He led her to the house, into the rec room, and knelt in front of the television leafing through a collection of videocassettes. He slid one into the player and sat on the sofa beside her. He thumbed the remote and the screen soon filled with a bull and rider exploding into an arena. He fast-forwarded, then stopped the tape at a point where the camera was focussed on the chute. Claire could see a rider poised for action behind it and the rope men bent strangely by the free frame in front. “Watch,” he said.

The tape started, and instead of the blur of action she expected Joe Willie had it set to slow motion. What she saw amazed her. A gigantic bull flowed out of the chute. It rose majestically, like a tidal wave, and launched itself into the light of the open space. On its back a cowboy flowed with it, the small of his back tucked in above his hip bone and tight behind the bull’s shoulder, his free arm rising like a flag with the motion. She could see each bunch of muscle in the bull’s hindquarters gather, compact, compress like huge fists and then the explosion of them opening in a wild thrust upwards, the height of the jump magnified by the slow, surreal timing of
the tape. She felt her jaw drop. Beside her Joe Willie leaned forward and cupped his chin in his palms. The cowboy on the bull’s back stretched out incredibly, elastically, each tucking in of his knees accentuated by a long unfolding of the free arm above him and then the outward surge of his legs toward the bull’s shoulders followed by a pulling down of the arm. The tension was all gather and release, gather and release, and Claire began to see the poetry in it, the rhythm, the grace he spoke of and the pure, unadulterated thrill of wild captured and slowed to a snail’s pace. When he thumbed the remote and the streaming quality of the ride dissipated into the chaos of real time she found it hard to breathe.

“Oh my god,” she said. “Aiden.”

“He’ll be all right,” Joe Willie said. “But he’s gotta learn to feel that rhythm you just saw. Gotta know without a doubt that it lives there. Gotta know where it lives in him so he can match it up.”

“That was magical. I would never have believed it if you’d just told me. How incredibly devastating. How beautiful,” she said.

“Yes,” he said. “I haven’t watched that ride for a long time.”

“Who was that cowboy?”

“It was me,” he said, handing her the remote and walking quickly from the room.

At first it came easy. The trainer Joe Willie brought in reminded him of Johnny Calder and he liked his rough-and-tumble, no-nonsense approach to things. He listened closely and watched as the old boxer bobbed and wove and shadow-boxed around the ring. When it was his turn he took to it naturally, the athlete in him responding to the challenge to his timing, his balance, his ability to move. In the joint he’d only
learned how to throw a punch, how to throw the combinations and move around the heavy bag. Calder had never allowed them to actually fight each other. So this new approach intrigued him, and he wanted to learn. He put himself into it and found an easy familiarity with the skill.
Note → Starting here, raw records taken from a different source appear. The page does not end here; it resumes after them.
use std::sync::atomic::{AtomicBool, Ordering};
use std::sync::Arc;

use chrono::Utc;

use crate::events::{dispatch, AppEvent};

/// The password-recovery flag, raised when the auth provider emits its
/// recovery event and consumed when the reset form completes.
///
/// Initialization order contract: construct the signal and attach it to the
/// provider's event subscription **before the view tree is built**, because
/// the recovery event can fire during provider initialization, before
/// routing exists. The signal is then injected wherever it is read (session store,
/// sign-in action, guard); it is deliberately not a free-standing module
/// global.
///
/// Handles are cheap clones sharing one flag.
#[derive(Debug, Clone, Default)]
pub struct RecoverySignal {
    pending: Arc<AtomicBool>,
}

impl RecoverySignal {
    pub fn new() -> Self {
        Self::default()
    }

    /// Raised by the provider's recovery event listener; the email comes
    /// from the provider event.
    pub async fn trigger(&self, email: &str) {
        self.pending.store(true, Ordering::SeqCst);
        dispatch(AppEvent::RecoveryRequested {
            email: email.to_owned(),
            at: Utc::now(),
        })
        .await;
    }

    pub fn is_pending(&self) -> bool {
        self.pending.load(Ordering::SeqCst)
    }

    pub fn clear(&self) {
        self.pending.store(false, Ordering::SeqCst);
    }

    /// Clears the flag and returns whether it was set. Completing the reset
    /// form uses this so the recovery gate cannot be reopened by navigating
    /// back.
    pub fn take(&self) -> bool {
        self.pending.swap(false, Ordering::SeqCst)
    }
}

#[cfg(test)]
mod tests {
    use super::*;

    #[test]
    fn test_starts_cleared() {
        assert!(!RecoverySignal::new().is_pending());
    }

    #[tokio::test]
    async fn test_trigger_and_take() {
        let signal = RecoverySignal::new();
        signal.trigger("member@x.edu").await;
        assert!(signal.is_pending());

        assert!(signal.take());
        assert!(!signal.is_pending());
        // second take sees nothing; the gate stays closed
        assert!(!signal.take());
    }

    #[tokio::test]
    async fn test_clones_share_state() {
        let signal = RecoverySignal::new();
        let listener_handle = signal.clone();

        listener_handle.trigger("member@x.edu").await;
        assert!(signal.is_pending());

        signal.clear();
        assert!(!listener_handle.is_pending());
    }
}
The old pug tousled his hair, called him champ, and he liked it. Then the gymnastics coach turned out to be a pretty, fit little blonde, and he gave her all of his attention. She taught him how to stretch, and they worked on floor mats. At first the movements she showed him made him feel awkward, too big for his body, slow and tight, but gradually he limbered, and again his athleticism allowed him a measure of confidence and he responded well. At the end of that first day he felt enthused, capable and interested in learning more.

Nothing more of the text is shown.